Evolution does not answer the big question of how did I get here.
Actually, that’s exactly the question it answers. Now, it does not address in any way your metaphysical telos. That’s beyond the realm of the sciences and very suitably explained by a divine creator.
The Big Bang is not a satisfactory answer, because we want to know what happened before.
That’s being studied as we type. But the current theory is that the Big Bang simply popped out of the void. I think this is a great place to identify a divine role.
An infinite regress of causes is a lacking theory.
Who says it’s infinite regress? As it currently stands, the Big Bang is the origin. There is no meaningful “before” that occurred prior to that.
Life from no life still needs an explanation, so the theory of evolution would explain very little by comparison.
A substantial part of the field of biology is actually dedicated to addressing that very thing. In keeping with the theory, life may have likely evolved from primitive RNA molecules that aren’t unlike viruses that appeared in naturally occurring lipid bubbles.
That’s just one theory among many, but point being we’re a long ways away from saying “Gosh Golly! We just don’t have
any idea how that could have happened!”
The only satisfactory answer to the big question is God.
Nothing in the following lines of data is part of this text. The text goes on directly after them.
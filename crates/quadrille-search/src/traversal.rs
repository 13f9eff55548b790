// Copyright (c) 2025 Felix Kahle.
//
// Permission is hereby granted, free of charge, to any person obtaining
// a copy of this software and associated documentation files (the
// "Software"), to deal in the Software without restriction, including
// without limitation the rights to use, copy, modify, merge, publish,
// distribute, sublicense, and/or sell copies of the Software, and to
// permit persons to whom the Software is furnished to do so, subject to
// the following conditions:
//
// The above copyright notice and this permission notice shall be
// included in all copies or substantial portions of the Software.
//
// THE SOFTWARE IS PROVIDED "AS IS", WITHOUT WARRANTY OF ANY KIND,
// EXPRESS OR IMPLIED, INCLUDING BUT NOT LIMITED TO THE WARRANTIES OF
// MERCHANTABILITY, FITNESS FOR A PARTICULAR PURPOSE AND
// NONINFRINGEMENT. IN NO EVENT SHALL THE AUTHORS OR COPYRIGHT HOLDERS BE
// LIABLE FOR ANY CLAIM, DAMAGES OR OTHER LIABILITY, WHETHER IN AN ACTION
// OF CONTRACT, TORT OR OTHERWISE, ARISING FROM, OUT OF OR IN CONNECTION
// WITH THE SOFTWARE OR THE USE OR OTHER DEALINGS IN THE SOFTWARE.

//! Sweep orders over the grid.
//!
//! A `TraversalStrategy` maps a linear scan position `0..N²` to a grid
//! coordinate. The mapping is pure and stateless, so every one of the 16
//! combinations can be checked in isolation.
//!
//! The sweep always advances line by line away from the start corner. In
//! `Parallel` mode every line runs in the same direction; in `Serpentine` mode
//! the direction flips on every other line (boustrophedon). Setting
//! `transposed` reflects the row-major sweep across the diagonal through the
//! start corner, which turns it into a column-major sweep from that same corner.

use quadrille_core::geometry::{Coord, Corner};
use rand::Rng;

/// Direction pattern of the lines within a sweep.
#[derive(Clone, Copy, PartialEq, Eq, PartialOrd, Ord, Hash, Debug, Default)]
pub enum SweepMode {
    /// Every line is swept in the same direction.
    #[default]
    Parallel,
    /// Alternate lines are swept in opposite directions.
    Serpentine,
}

impl SweepMode {
    pub const ALL: [SweepMode; 2] = [SweepMode::Parallel, SweepMode::Serpentine];
}

impl std::fmt::Display for SweepMode {
    fn fmt(&self, f: &mut std::fmt::Formatter<'_>) -> std::fmt::Result {
        match self {
            SweepMode::Parallel => write!(f, "Parallel"),
            SweepMode::Serpentine => write!(f, "Serpentine"),
        }
    }
}

/// A start corner, a sweep mode, and whether lines run along columns.
#[derive(Clone, Copy, PartialEq, Eq, PartialOrd, Ord, Hash, Debug)]
pub struct TraversalStrategy {
    pub corner: Corner,
    pub sweep: SweepMode,
    pub transposed: bool,
}

impl Default for TraversalStrategy {
    /// Row-major from the top-left corner.
    fn default() -> Self {
        Self::new(Corner::TopLeft, SweepMode::Parallel, false)
    }
}

impl TraversalStrategy {
    #[inline]
    pub const fn new(corner: Corner, sweep: SweepMode, transposed: bool) -> Self {
        Self {
            corner,
            sweep,
            transposed,
        }
    }

    /// All 16 strategies.
    pub fn all() -> impl Iterator<Item = TraversalStrategy> {
        Corner::ALL.into_iter().flat_map(|corner| {
            SweepMode::ALL.into_iter().flat_map(move |sweep| {
                [false, true]
                    .into_iter()
                    .map(move |transposed| TraversalStrategy::new(corner, sweep, transposed))
            })
        })
    }

    /// Draws a corner and a sweep mode uniformly, and flips an independent
    /// coin for the transposition.
    pub fn random<R>(rng: &mut R) -> Self
    where
        R: Rng,
    {
        let corner = Corner::ALL[rng.random_range(0..Corner::ALL.len())];
        let sweep = SweepMode::ALL[rng.random_range(0..SweepMode::ALL.len())];
        let transposed = rng.random_bool(0.5);
        Self::new(corner, sweep, transposed)
    }

    /// Returns the coordinate visited at `position` of the sweep.
    ///
    /// # Panics
    ///
    /// In debug builds, panics if `position` is not within `0..side_length²`.
    #[inline]
    pub fn coord_at(&self, position: usize, side_length: usize) -> Coord {
        traverse(position, side_length, *self)
    }

    /// Iterates over every cell of a `side_length` grid in sweep order.
    #[inline]
    pub fn sweep(&self, side_length: usize) -> Traversal {
        Traversal {
            strategy: *self,
            side_length,
            next: 0,
            end: side_length * side_length,
        }
    }
}

impl std::fmt::Display for TraversalStrategy {
    fn fmt(&self, f: &mut std::fmt::Formatter<'_>) -> std::fmt::Result {
        write!(f, "{}/{}", self.corner, self.sweep)?;
        if self.transposed {
            write!(f, "/transposed")?;
        }
        Ok(())
    }
}

/// Maps a linear scan position to a grid coordinate under `strategy`.
pub fn traverse(position: usize, side_length: usize, strategy: TraversalStrategy) -> Coord {
    debug_assert!(
        position < side_length * side_length,
        "called `traverse` with position out of bounds: the area is {} but the position is {}",
        side_length * side_length,
        position
    );

    let left_to_right = position % side_length;
    let right_to_left = side_length - left_to_right - 1;
    let top_to_bottom = position / side_length;
    let bottom_to_top = side_length - top_to_bottom - 1;

    let from_left = strategy.corner.is_left();
    let row = if strategy.corner.is_top() {
        top_to_bottom
    } else {
        bottom_to_top
    };
    let col = match strategy.sweep {
        SweepMode::Parallel if from_left => left_to_right,
        SweepMode::Parallel => right_to_left,
        SweepMode::Serpentine => {
            // The first line leaves the corner; every other line comes back.
            if (top_to_bottom % 2 == 0) == from_left {
                left_to_right
            } else {
                right_to_left
            }
        }
    };

    let coord = Coord::from_indices(row, col);
    match (strategy.transposed, strategy.corner.is_on_main_diagonal()) {
        (false, _) => coord,
        (true, true) => coord.transpose(),
        (true, false) => coord.anti_transpose(side_length),
    }
}

/// Iterator over the cells of a grid in sweep order.
#[derive(Debug, Clone)]
pub struct Traversal {
    strategy: TraversalStrategy,
    side_length: usize,
    next: usize,
    end: usize,
}

impl Iterator for Traversal {
    type Item = Coord;

    #[inline]
    fn next(&mut self) -> Option<Coord> {
        if self.next >= self.end {
            return None;
        }
        let coord = traverse(self.next, self.side_length, self.strategy);
        self.next += 1;
        Some(coord)
    }

    #[inline]
    fn size_hint(&self) -> (usize, Option<usize>) {
        let remaining = self.end - self.next;
        (remaining, Some(remaining))
    }
}

impl ExactSizeIterator for Traversal {}

impl std::iter::FusedIterator for Traversal {}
These answers are not exclusive of God.
The same God hears the prayers of Hindus, Catholics, Muslims and everyone else.
The creation mythos is different between those religions, which was the point.
Whether the eye evolved through a thousand species or just one is kind of irrelevant. Nilsson and Pelger say that it might have taken 1829 incremental changes of a 1 % improvement. Random mutation has to work 1829 times and natural selection has to work 1829 times.
Given the absolutely tremendous selective advantage sight would grant in some species, there’s certainly enormous positive pressure for that evolution to occur.
If life’s been around for 3.5 billion years, 1829 evolutionary changes means 1 change every 2 million years.
No sweat there. But it’s even faster than that. All the different types of genus “homo” (like people and neanderthals) popped up in just the last 2-3 million years.
Ya gotta admit, it’s a pretty tight theory.